我有一个数据集描述了属于不同(1)物种,(2)性别和(3)生殖阶段的个体的几个行为变量 . 我的目标是创建一系列循环,这些循环允许我计算Spearman相关系数和每个行为变量之间的p值(例如下面的“隐藏”)到每个物种每个性别的另一个感兴趣的变量(下面的“嵌套”)阶段 . 我最终想要的是一个如下所示的数据框:
Species Sex Stage Spearman_corr_coef p-value behaviour
PO m virgin 0.78 0.01 hiding
PO f virgin 0.54 0.09 hiding
PO m parent 0.03 0.71 hiding
PO f parent 0.14 0.59 hiding
BW m virgin 0.71 0.02 hiding
BW f virgin 0.79 0.04 hiding
... ... ... ... ... ...
以下是如何创建类似于我的假数据集:
ID<-as.factor(rep(seq(from=1, to=40), each=2))
hiding <- rnorm(80)
attacking <- rnorm(80)
nesting <- rnorm(80)
sex <- as.factor(rep(c("m","f"),each=2, times=20))
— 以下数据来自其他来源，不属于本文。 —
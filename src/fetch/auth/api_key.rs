use crate::fetch::client::HttpClient;
use anyhow::Context;
use async_trait::async_trait;
use reqwest::header::{AUTHORIZATION, HeaderName, HeaderValue};

/// An [`HttpClient`] wrapper that injects a credential as an HTTP header.
///
/// The header is validated when the wrapper is built, so a bad key fails
/// at start-up rather than on the first request.
pub struct ApiKey<C> {
    inner: C,
    header_name: HeaderName,
    value: HeaderValue,
}

impl<C> ApiKey<C> {
    pub fn new(inner: C, header_name: &str, key: &str) -> anyhow::Result<Self> {
        let header_name = HeaderName::from_bytes(header_name.as_bytes())
            .with_context(|| format!("invalid header name '{header_name}'"))?;
        let mut value = HeaderValue::from_str(key).context("API key is not a valid header value")?;
        value.set_sensitive(true);
        Ok(Self {
            inner,
            header_name,
            value,
        })
    }

    /// `Authorization: Bearer <token>`, as used by Google Cloud REST APIs.
    pub fn bearer(inner: C, token: &str) -> anyhow::Result<Self> {
        Self::new(inner, AUTHORIZATION.as_str(), &format!("Bearer {token}"))
    }
}

#[async_trait]
impl<C: HttpClient> HttpClient for ApiKey<C> {
    async fn execute(&self, mut req: reqwest::Request) -> reqwest::Result<reqwest::Response> {
        req.headers_mut()
            .insert(self.header_name.clone(), self.value.clone());
        self.inner.execute(req).await
    }
}
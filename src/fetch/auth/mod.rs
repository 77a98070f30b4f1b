mod api_key;
mod url_param;

pub use api_key::ApiKey;
pub use url_param::UrlParam;
use crate::fetch::client::HttpClient;
use async_trait::async_trait;

/// An [`HttpClient`] wrapper that appends an API key as a URL query parameter.
///
/// Google Maps web services take their key this way (`key=...`).
pub struct UrlParam<C> {
    inner: C,
    param_name: String,
    key: String,
}

impl<C> UrlParam<C> {
    pub fn new(inner: C, param_name: &str, key: &str) -> Self {
        Self {
            inner,
            param_name: param_name.to_string(),
            key: key.to_string(),
        }
    }
}

#[async_trait]
impl<C: HttpClient> HttpClient for UrlParam<C> {
    async fn execute(&self, mut req: reqwest::Request) -> reqwest::Result<reqwest::Response> {
        req.url_mut()
            .query_pairs_mut()
            .append_pair(&self.param_name, &self.key);
        self.inner.execute(req).await
    }
}
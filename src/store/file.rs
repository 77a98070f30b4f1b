use std::io::ErrorKind;
use std::path::{Path, PathBuf};

use async_trait::async_trait;
use serde_json::Value;
use tracing::{debug, warn};

use super::{Document, DocumentPath, DocumentStore, Query, Write};
use crate::error::StoreError;

/// Stores each document as `<root>/<collection>/<id>.json`.
///
/// A commit first resolves every target and stages every set into a
/// temporary file next to it, then applies deletes and renames in order.
/// A failure while staging leaves the store untouched. An I/O failure while
/// applying is not rolled back: earlier writes of the commit stay applied
/// and the remaining staged files are removed.
#[derive(Debug, Clone)]
pub struct FileStore {
    root: PathBuf,
}

impl FileStore {
    pub fn new(root: impl Into<PathBuf>) -> Self {
        Self { root: root.into() }
    }

    pub fn root(&self) -> &Path {
        &self.root
    }

    fn collection_dir(&self, collection: &str) -> Result<PathBuf, StoreError> {
        if !is_safe_segment(collection) {
            return Err(StoreError::InvalidPath(collection.to_string()));
        }
        Ok(self.root.join(collection))
    }

    fn file_for(&self, path: &DocumentPath) -> Result<PathBuf, StoreError> {
        if !is_safe_segment(&path.id) {
            return Err(StoreError::InvalidPath(path.to_string()));
        }
        Ok(self
            .collection_dir(&path.collection)?
            .join(format!("{}.json", path.id)))
    }

    async fn read_document(
        &self,
        file: &Path,
        path: &DocumentPath,
    ) -> Result<Option<Value>, StoreError> {
        match tokio::fs::read_to_string(file).await {
            Ok(content) => serde_json::from_str(&content)
                .map(Some)
                .map_err(|source| StoreError::Decode {
                    path: path.to_string(),
                    source,
                }),
            Err(e) if e.kind() == ErrorKind::NotFound => Ok(None),
            Err(e) => Err(e.into()),
        }
    }

    async fn stage(&self, writes: &[Write]) -> Result<Vec<Staged>, StoreError> {
        let mut staged = Vec::with_capacity(writes.len());
        for (n, write) in writes.iter().enumerate() {
            let target = self.file_for(write.path())?;
            let Write::Set { path, data } = write else {
                staged.push(Staged { target, tmp: None });
                continue;
            };
            let tmp = target.with_extension(format!("json.tmp-{n}"));
            let body = serde_json::to_vec_pretty(data).map_err(|source| StoreError::Encode {
                path: path.to_string(),
                source,
            })?;
            if let Some(dir) = tmp.parent() {
                tokio::fs::create_dir_all(dir).await?;
            }
            tokio::fs::write(&tmp, body).await?;
            staged.push(Staged {
                target,
                tmp: Some(tmp),
            });
        }
        Ok(staged)
    }

    async fn discard_staged(&self, writes: &[Write]) {
        for (n, write) in writes.iter().enumerate() {
            if let Ok(target) = self.file_for(write.path()) {
                remove_staged(&target.with_extension(format!("json.tmp-{n}"))).await;
            }
        }
    }
}

/// Resolved target of one write, with its temporary file for sets.
struct Staged {
    target: PathBuf,
    tmp: Option<PathBuf>,
}

async fn apply(staged: &Staged) -> Result<(), StoreError> {
    match &staged.tmp {
        Some(tmp) => tokio::fs::rename(tmp, &staged.target).await?,
        None => match tokio::fs::remove_file(&staged.target).await {
            Ok(()) => {}
            Err(e) if e.kind() == ErrorKind::NotFound => {}
            Err(e) => return Err(e.into()),
        },
    }
    Ok(())
}

async fn remove_staged(tmp: &Path) {
    if let Err(e) = tokio::fs::remove_file(tmp).await {
        if e.kind() != ErrorKind::NotFound {
            warn!(file = %tmp.display(), error = %e, "Failed to discard staged document");
        }
    }
}

#[async_trait]
impl DocumentStore for FileStore {
    async fn get(&self, path: &DocumentPath) -> Result<Option<Value>, StoreError> {
        let file = self.file_for(path)?;
        self.read_document(&file, path).await
    }

    async fn query(&self, collection: &str, query: &Query) -> Result<Vec<Document>, StoreError> {
        let dir = self.collection_dir(collection)?;
        let mut entries = match tokio::fs::read_dir(&dir).await {
            Ok(entries) => entries,
            Err(e) if e.kind() == ErrorKind::NotFound => return Ok(Vec::new()),
            Err(e) => return Err(e.into()),
        };

        let mut ids = Vec::new();
        while let Some(entry) = entries.next_entry().await? {
            let file = entry.path();
            if file.extension().and_then(|e| e.to_str()) != Some("json") {
                continue;
            }
            if let Some(id) = file.file_stem().and_then(|s| s.to_str()) {
                ids.push(id.to_string());
            }
        }
        ids.sort();

        let mut documents = Vec::with_capacity(ids.len());
        for id in ids {
            let path = DocumentPath::new(collection, &id);
            if let Some(data) = self.read_document(&self.file_for(&path)?, &path).await? {
                documents.push(Document { id, data });
            }
        }

        debug!(collection, scanned = documents.len(), "File store query");
        Ok(query.apply(documents))
    }

    async fn commit(&self, writes: &[Write]) -> Result<(), StoreError> {
        let staged = match self.stage(writes).await {
            Ok(staged) => staged,
            Err(e) => {
                self.discard_staged(writes).await;
                return Err(e);
            }
        };

        for (n, write) in staged.iter().enumerate() {
            if let Err(e) = apply(write).await {
                warn!(applied = n, total = staged.len(), error = %e, "File store commit failed part way");
                for rest in &staged[n..] {
                    if let Some(tmp) = &rest.tmp {
                        remove_staged(tmp).await;
                    }
                }
                return Err(e);
            }
        }

        Ok(())
    }
}

fn is_safe_segment(segment: &str) -> bool {
    !segment.is_empty()
        && segment != "."
        && segment != ".."
        && !segment.contains(['/', '\\'])
}
//! One-off collection maintenance: id normalization and copies.
//!
//! Every multi-document change goes through the [`BulkWriter`], so a rename
//! lands as a delete and a set in the same commit.

use std::collections::HashSet;
use std::sync::Arc;

use tracing::{info, warn};

use crate::bulk::{BulkWriter, CommitSummary, Mutation};
use crate::error::{Error, Result};
use crate::slug::clean_document_id;
use crate::store::{DocumentPath, DocumentStore, Query};

pub struct Migrator {
    store: Arc<dyn DocumentStore>,
    writer: BulkWriter,
}

impl Migrator {
    pub fn new(store: Arc<dyn DocumentStore>, writer: BulkWriter) -> Self {
        Self { store, writer }
    }

    /// Moves every document of `collection` whose id is not in clean form
    /// to its cleaned id.
    ///
    /// Documents whose cleaned id is empty or already taken are left where
    /// they are.
    #[tracing::instrument(skip(self))]
    pub async fn normalize_document_ids(&self, collection: &str) -> Result<CommitSummary> {
        let documents = self.store.query(collection, &Query::new()).await?;
        let mut taken: HashSet<String> = documents.iter().map(|doc| doc.id.clone()).collect();

        let mut mutations = Vec::new();
        for doc in documents {
            let clean = clean_document_id(&doc.id);
            if clean == doc.id {
                continue;
            }
            if clean.is_empty() {
                warn!(id = %doc.id, "Id has nothing left after cleaning, leaving it");
                continue;
            }
            if !taken.insert(clean.clone()) {
                warn!(id = %doc.id, target = %clean, "Cleaned id already taken, leaving it");
                continue;
            }
            mutations.push(Mutation::Rename {
                from: DocumentPath::new(collection, &doc.id),
                to: DocumentPath::new(collection, &clean),
                data: doc.data,
            });
        }

        info!(renames = mutations.len(), "Normalizing document ids");
        self.writer.commit_all(mutations).await
    }

    /// Copies every document of `from` into `to` under the same id,
    /// replacing what is there.
    #[tracing::instrument(skip(self))]
    pub async fn copy_collection(&self, from: &str, to: &str) -> Result<CommitSummary> {
        let mutations: Vec<Mutation> = self
            .store
            .query(from, &Query::new())
            .await?
            .into_iter()
            .map(|doc| Mutation::Upsert {
                path: DocumentPath::new(to, &doc.id),
                data: doc.data,
            })
            .collect();

        info!(documents = mutations.len(), "Copying collection");
        self.writer.commit_all(mutations).await
    }

    /// Copies one document to a new id in the same collection. Refuses to
    /// overwrite an existing document.
    #[tracing::instrument(skip(self))]
    pub async fn copy_document(&self, collection: &str, from: &str, to: &str) -> Result<()> {
        let source = DocumentPath::new(collection, from);
        let target = DocumentPath::new(collection, to);

        let data = self
            .store
            .get(&source)
            .await?
            .ok_or_else(|| Error::Migration(format!("{source} does not exist")))?;
        if self.store.get(&target).await?.is_some() {
            return Err(Error::Migration(format!("{target} already exists")));
        }

        self.store.set(&target, data).await?;
        info!(%source, %target, "Copied document");
        Ok(())
    }
}

#[cfg(test)]
mod tests {
    use super::*;
    use crate::store::{COST_OF_LIVING, MemoryStore};
    use serde_json::json;

    fn migrator(store: Arc<MemoryStore>) -> Migrator {
        Migrator::new(store.clone(), BulkWriter::new(store))
    }

    async fn seed(store: &MemoryStore, collection: &str, id: &str) {
        store
            .set(&DocumentPath::new(collection, id), json!({ "source": id }))
            .await
            .unwrap();
    }

    async fn ids(store: &MemoryStore, collection: &str) -> Vec<String> {
        store
            .query(collection, &Query::new())
            .await
            .unwrap()
            .into_iter()
            .map(|doc| doc.id)
            .collect()
    }

    #[tokio::test]
    async fn test_normalize_renames_unclean_ids() {
        let store = Arc::new(MemoryStore::new());
        seed(&store, COST_OF_LIVING, "São-Paulo--Brazil").await;
        seed(&store, COST_OF_LIVING, "lima-peru").await;

        let summary = migrator(store.clone())
            .normalize_document_ids(COST_OF_LIVING)
            .await
            .unwrap();

        assert_eq!(summary.committed, 1);
        assert_eq!(ids(&store, COST_OF_LIVING).await, vec!["lima-peru", "sao-paulo-brazil"]);
        let moved = store
            .get(&DocumentPath::new(COST_OF_LIVING, "sao-paulo-brazil"))
            .await
            .unwrap()
            .unwrap();
        assert_eq!(moved["source"], json!("São-Paulo--Brazil"));
    }

    #[tokio::test]
    async fn test_normalize_skips_taken_targets() {
        let store = Arc::new(MemoryStore::new());
        seed(&store, COST_OF_LIVING, "Lima-Peru").await;
        seed(&store, COST_OF_LIVING, "lima-peru").await;
        seed(&store, COST_OF_LIVING, "!!!").await;

        let summary = migrator(store.clone())
            .normalize_document_ids(COST_OF_LIVING)
            .await
            .unwrap();

        assert_eq!(summary.committed, 0);
        assert_eq!(store.len(COST_OF_LIVING), 3);
    }

    #[tokio::test]
    async fn test_copy_collection() {
        let store = Arc::new(MemoryStore::new());
        seed(&store, "cost-of-travel-staging", "lima-peru").await;
        seed(&store, "cost-of-travel-staging", "quito-ecuador").await;

        let summary = migrator(store.clone())
            .copy_collection("cost-of-travel-staging", COST_OF_LIVING)
            .await
            .unwrap();

        assert_eq!(summary.committed, 2);
        assert_eq!(ids(&store, COST_OF_LIVING).await, vec!["lima-peru", "quito-ecuador"]);
        assert_eq!(store.len("cost-of-travel-staging"), 2);
    }

    #[tokio::test]
    async fn test_copy_document_refuses_existing_target() {
        let store = Arc::new(MemoryStore::new());
        seed(&store, COST_OF_LIVING, "lima-peru").await;
        seed(&store, COST_OF_LIVING, "cusco-peru").await;
        let migrator = migrator(store.clone());

        let err = migrator
            .copy_document(COST_OF_LIVING, "lima-peru", "cusco-peru")
            .await
            .unwrap_err();
        assert!(matches!(err, Error::Migration(_)));

        migrator
            .copy_document(COST_OF_LIVING, "lima-peru", "lima-province-peru")
            .await
            .unwrap();
        let copy = store
            .get(&DocumentPath::new(COST_OF_LIVING, "lima-province-peru"))
            .await
            .unwrap()
            .unwrap();
        assert_eq!(copy["source"], json!("lima-peru"));
    }

    #[tokio::test]
    async fn test_copy_document_missing_source() {
        let store = Arc::new(MemoryStore::new());
        let err = migrator(store)
            .copy_document(COST_OF_LIVING, "nowhere", "somewhere")
            .await
            .unwrap_err();
        assert!(err.to_string().contains("does not exist"));
    }
}
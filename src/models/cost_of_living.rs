use serde::{Deserialize, Serialize};

use crate::slug::city_country_id;

/// One price snapshot per location, keyed by `city-country`.
///
/// Missing or unknown prices are stored as `0`.
#[derive(Debug, Clone, Default, PartialEq, Serialize, Deserialize)]
#[serde(rename_all = "camelCase", default)]
pub struct CostOfLivingRecord {
    pub city: String,
    pub country: String,

    pub meal_inexpensive_restaurant: f64,
    #[serde(rename = "mealFor2MidRange")]
    pub meal_for_two_mid_range: f64,
    pub combo_meal_mcdonalds: f64,
    pub domestic_beer_restaurant: f64,
    pub imported_beer_restaurant: f64,
    pub cappuccino_restaurant: f64,
    pub soda_restaurant: f64,
    pub water_restaurant: f64,

    #[serde(rename = "milk1L")]
    pub milk_1l: f64,
    pub bread_loaf: f64,
    #[serde(rename = "rice1Kg")]
    pub rice_1kg: f64,
    #[serde(rename = "eggs12Pack")]
    pub eggs_12_pack: f64,
    #[serde(rename = "localCheese1Kg")]
    pub local_cheese_1kg: f64,
    #[serde(rename = "chickenFillet1Kg")]
    pub chicken_fillet_1kg: f64,
    #[serde(rename = "beefRound1Kg")]
    pub beef_round_1kg: f64,
    #[serde(rename = "apples1Kg")]
    pub apples_1kg: f64,
    #[serde(rename = "banana1Kg")]
    pub banana_1kg: f64,
    #[serde(rename = "oranges1Kg")]
    pub oranges_1kg: f64,
    #[serde(rename = "tomato1Kg")]
    pub tomato_1kg: f64,
    #[serde(rename = "potato1Kg")]
    pub potato_1kg: f64,
    #[serde(rename = "onion1Kg")]
    pub onion_1kg: f64,
    pub lettuce_head: f64,
    #[serde(rename = "water1_5LMarket")]
    pub water_1_5l_market: f64,
    pub wine_mid_range: f64,
    pub domestic_beer_market: f64,
    pub imported_beer_market: f64,
    pub cigarettes_pack: f64,

    pub ticket_one_way: f64,
    pub monthly_pass: f64,
    pub taxi_start: f64,
    #[serde(rename = "taxi1Km")]
    pub taxi_1km: f64,
    #[serde(rename = "taxiWaiting1Hour")]
    pub taxi_waiting_1_hour: f64,
    #[serde(rename = "gasoline1L")]
    pub gasoline_1l: f64,
    pub vw_golf_new: f64,
    pub toyota_corolla_new: f64,

    #[serde(rename = "utilities85sqmApartment")]
    pub utilities_85sqm_apartment: f64,
    #[serde(rename = "mobileTariff1Min")]
    pub mobile_tariff_1min: f64,
    pub internet_unlimited: f64,

    pub fitness_club_monthly: f64,
    pub tennis_court_hourly: f64,
    pub cinema_ticket: f64,
    pub preschool_monthly: f64,
    pub intl_primary_school_yearly: f64,

    pub jeans: f64,
    pub summer_dress: f64,
    pub nike_shoes: f64,
    pub leather_shoes: f64,

    #[serde(rename = "apt1BedCityCenter")]
    pub apt_1bed_city_center: f64,
    #[serde(rename = "apt1BedOutsideCenter")]
    pub apt_1bed_outside_center: f64,
    #[serde(rename = "apt3BedCityCenter")]
    pub apt_3bed_city_center: f64,
    #[serde(rename = "apt3BedOutsideCenter")]
    pub apt_3bed_outside_center: f64,
    pub price_per_sqm_city_center: f64,
    pub price_per_sqm_outside_center: f64,

    pub avg_net_salary: f64,
    pub mortgage_rate: f64,
    pub data_quality: i64,
}

impl CostOfLivingRecord {
    /// Document id shared by this record, its analytics and the city's safety score.
    pub fn document_id(&self) -> String {
        city_country_id(&self.city, &self.country)
    }
}

/// A scored metric: its stored name and how to read it off a record.
pub type Metric = (&'static str, fn(&CostOfLivingRecord) -> f64);

/// Metrics the analyzer scores, in output order.
pub static METRICS: &[Metric] = &[
    ("mealInexpensiveRestaurant", |r| r.meal_inexpensive_restaurant),
    ("mealFor2MidRange", |r| r.meal_for_two_mid_range),
    ("comboMealMcdonalds", |r| r.combo_meal_mcdonalds),
    ("domesticBeerRestaurant", |r| r.domestic_beer_restaurant),
    ("importedBeerRestaurant", |r| r.imported_beer_restaurant),
    ("cappuccinoRestaurant", |r| r.cappuccino_restaurant),
    ("sodaRestaurant", |r| r.soda_restaurant),
    ("waterRestaurant", |r| r.water_restaurant),
    ("wineMidRange", |r| r.wine_mid_range),
    ("domesticBeerMarket", |r| r.domestic_beer_market),
    ("importedBeerMarket", |r| r.imported_beer_market),
    ("cigarettesPack", |r| r.cigarettes_pack),
    ("ticketOneWay", |r| r.ticket_one_way),
    ("monthlyPass", |r| r.monthly_pass),
    ("taxiStart", |r| r.taxi_start),
    ("taxi1Km", |r| r.taxi_1km),
    ("gasoline1L", |r| r.gasoline_1l),
    ("utilities85sqmApartment", |r| r.utilities_85sqm_apartment),
    ("mobileTariff1Min", |r| r.mobile_tariff_1min),
    ("internetUnlimited", |r| r.internet_unlimited),
    ("fitnessClubMonthly", |r| r.fitness_club_monthly),
    ("apt1BedCityCenter", |r| r.apt_1bed_city_center),
    ("apt1BedOutsideCenter", |r| r.apt_1bed_outside_center),
    ("apt3BedCityCenter", |r| r.apt_3bed_city_center),
    ("apt3BedOutsideCenter", |r| r.apt_3bed_outside_center),
    ("pricePerSqmCityCenter", |r| r.price_per_sqm_city_center),
    ("pricePerSqmOutsideCenter", |r| r.price_per_sqm_outside_center),
    ("avgNetSalary", |r| r.avg_net_salary),
];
species <- as.factor(rep(c("A", "B"), each=40))
stage<-as.factor(rep(c("virgin", "parent"), times=80))
df <- data.frame(ID, sex, species, stage, nesting, hiding, attacking)
我想将“嵌套”(感兴趣的变量)的值与“隐藏”和“攻击”相关联,使用Spearman相关性检验,每个品种每个阶段的每个物种 . 然后,我想提取相关系数和p值,并将它们全部集成到一个数据帧中(如上所示) . 提前致谢!